Although data collected from only 12 health educators cannot be generalized to a larger population, the findings of this study have strong external validity and can be transferable to other settings where organizations are planning and implementing community-based physical activity programs. The findings are highly relevant and actionable to improve existing programs in practice. For instance, since the interviews took place with health educators, adaptations have been made to FitEx. All registration and program activities are now available in an online format to improve registration and eliminate data entry burden for staff. Addressing other reported barriers and incorporating suggested program adaptations are areas for future research in this field.
Conclusions
In the traditional research model for dissemination, when those who are expected to deliver an evidence-based program are trained, adoption and implementation in a community is assumed to follow. The translation of research to practice is depicted as a linear, smooth path. Quite to the contrary, this qualitative study, including both adopters and nonadopters, demonstrated the known realities of the translation gap. Even when training and program tools are provided, staff deciding to participate and initiate is not absolute.
In order to bridge the gap and increase levels of physical activity in communities, real and perceived barriers for program staff must be addressed in the context of the delivery system. This study provides additional evidence of the advantages of the integrated research-practice partnership using a participatory dissemination model as a promising strategy for translation. The participatory dissemination model contributes to the external validity of research and helps to identify feasible strategies that promote staff level adoption of evidence-based physical activity programs.
Electronic supplementary material
Below is the link to the electronic supplementary material.
Acknowledgments
We would like to acknowledge the health educators who participated in our interviews and candidly shared their experiences with ALED or FitEx, as well as Joan Wages who served as the interviewer for this qualitative study.
Compliance with ethical standards
Conflict of interest
The authors declare that they have no competing interests.
Adherence to ethical principles
This study followed accepted principles of ethical and professional conduct.

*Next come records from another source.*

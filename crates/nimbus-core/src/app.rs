use anyhow::Result;
use nimbus_weather::{TemperatureUnit, WeatherCondition};
use parking_lot::RwLock;
use std::path::PathBuf;
use std::sync::Arc;

use crate::config::{Config, Theme, ValidationResult};
use crate::icon::IconChain;

/// User-adjustable display settings, seeded from the config file
#[derive(Debug, Clone, PartialEq, Eq)]
pub struct Preferences {
    pub unit: TemperatureUnit,
    pub theme: Theme,
    pub language: String,
    pub animations: bool,
    pub show_map: bool,
}

impl Preferences {
    fn from_config(config: &Config) -> Self {
        Self {
            unit: config.weather.temperature_unit,
            theme: config.ui.theme,
            language: config.ui.language.clone(),
            animations: config.ui.animations,
            show_map: config.ui.show_map,
        }
    }
}

/// Application context handed to the front end.
///
/// Owns configuration, the current preferences and the icon chain. Nothing
/// here is global; the weather core never sees it.
pub struct App {
    config: Arc<Config>,
    preferences: RwLock<Preferences>,
    icons: IconChain,
}

impl App {
    /// Load and validate configuration, then build the context
    pub fn new() -> Result<Self> {
        let (config, validation) = Config::load_validated()?;
        tracing::info!(
            "Configuration loaded ({} warning(s))",
            validation.warnings.len()
        );
        Ok(Self::from_config(config))
    }

    pub fn from_config(config: Config) -> Self {
        let icons = IconChain::standard(config.ui.icon_base_url.as_deref());
        let preferences = RwLock::new(Preferences::from_config(&config));
        Self {
            config: Arc::new(config),
            preferences,
            icons,
        }
    }

    /// Get reference to application config
    pub fn config(&self) -> &Config {
        &self.config
    }

    pub fn validate(&self) -> ValidationResult {
        self.config.validate()
    }

    pub fn preferences(&self) -> Preferences {
        self.preferences.read().clone()
    }

    pub fn set_unit(&self, unit: TemperatureUnit) {
        self.preferences.write().unit = unit;
    }

    /// Flip between Celsius and Fahrenheit and return the new unit
    pub fn toggle_unit(&self) -> TemperatureUnit {
        let mut prefs = self.preferences.write();
        prefs.unit = prefs.unit.toggle();
        prefs.unit
    }

    /// Display unit with `Auto` resolved against the process locale
    pub fn display_unit(&self) -> TemperatureUnit {
        let locale = ["LC_ALL", "LC_MEASUREMENT", "LANG"]
            .iter()
            .find_map(|var| std::env::var(var).ok().filter(|v| !v.is_empty()));
        self.preferences.read().unit.resolve(locale.as_deref())
    }

    pub fn icon_for(&self, condition: WeatherCondition) -> String {
        self.icons.resolve(condition)
    }

    pub fn icons(&self) -> &IconChain {
        &self.icons
    }

    pub fn database_path(&self) -> PathBuf {
        self.config.storage.effective_database_path()
    }
}

impl std::fmt::Debug for App {
    fn fmt(&self, f: &mut std::fmt::Formatter<'_>) -> std::fmt::Result {
        f.debug_struct("App")
            .field("preferences", &*self.preferences.read())
            .field("icons", &self.icons)
            .finish_non_exhaustive()
    }
}

#[cfg(test)]
mod tests {
    use super::*;

    #[test]
    fn test_preferences_seeded_from_config() {
        let mut config = Config::default();
        config.weather.temperature_unit = TemperatureUnit::Celsius;
        config.ui.animations = false;
        let app = App::from_config(config);

        let prefs = app.preferences();
        assert_eq!(prefs.unit, TemperatureUnit::Celsius);
        assert!(!prefs.animations);
        assert_eq!(prefs.language, "en");
    }

    #[test]
    fn test_toggle_unit_changes_preferences_only() {
        let mut config = Config::default();
        config.weather.temperature_unit = TemperatureUnit::Celsius;
        let app = App::from_config(config);

        assert_eq!(app.toggle_unit(), TemperatureUnit::Fahrenheit);
        assert_eq!(app.preferences().unit, TemperatureUnit::Fahrenheit);
        assert_eq!(app.config().weather.temperature_unit, TemperatureUnit::Celsius);

        app.set_unit(TemperatureUnit::Celsius);
        assert_eq!(app.display_unit(), TemperatureUnit::Celsius);
    }

    #[test]
    fn test_icon_chain_from_config() {
        let mut config = Config::default();
        config.ui.icon_base_url = Some("https://icons.example.com".into());
        let app = App::from_config(config);
        assert_eq!(
            app.icon_for(WeatherCondition::Clear),
            "https://icons.example.com/sun.png"
        );
    }

    #[test]
    fn test_configured_database_path() {
        let mut config = Config::default();
        config.storage.database_path = Some(PathBuf::from("/tmp/nimbus-test/history.db"));
        let app = App::from_config(config);
        assert_eq!(app.database_path(), PathBuf::from("/tmp/nimbus-test/history.db"));
    }
}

The study received expedited review by the Virginia Tech Institutional Review Board (#08-466) and had approved exemption for waiver of written consent.
Footnotes
Implications
Practice: Exploring the perceptions of health educators identified potential barriers and facilitators to delivering physical activity programs in communities.
Policy: Investing in the participatory, integrated research-practice approach for program development may accelerate the translation of evidence-based physical activity programs.
Research: Analyzing the decision-making process of both program adopters and non-adopters, along with noting health educator adaptations, provides greater understanding for staff participation and insight into intervention strategies that may have uptake in practice settings.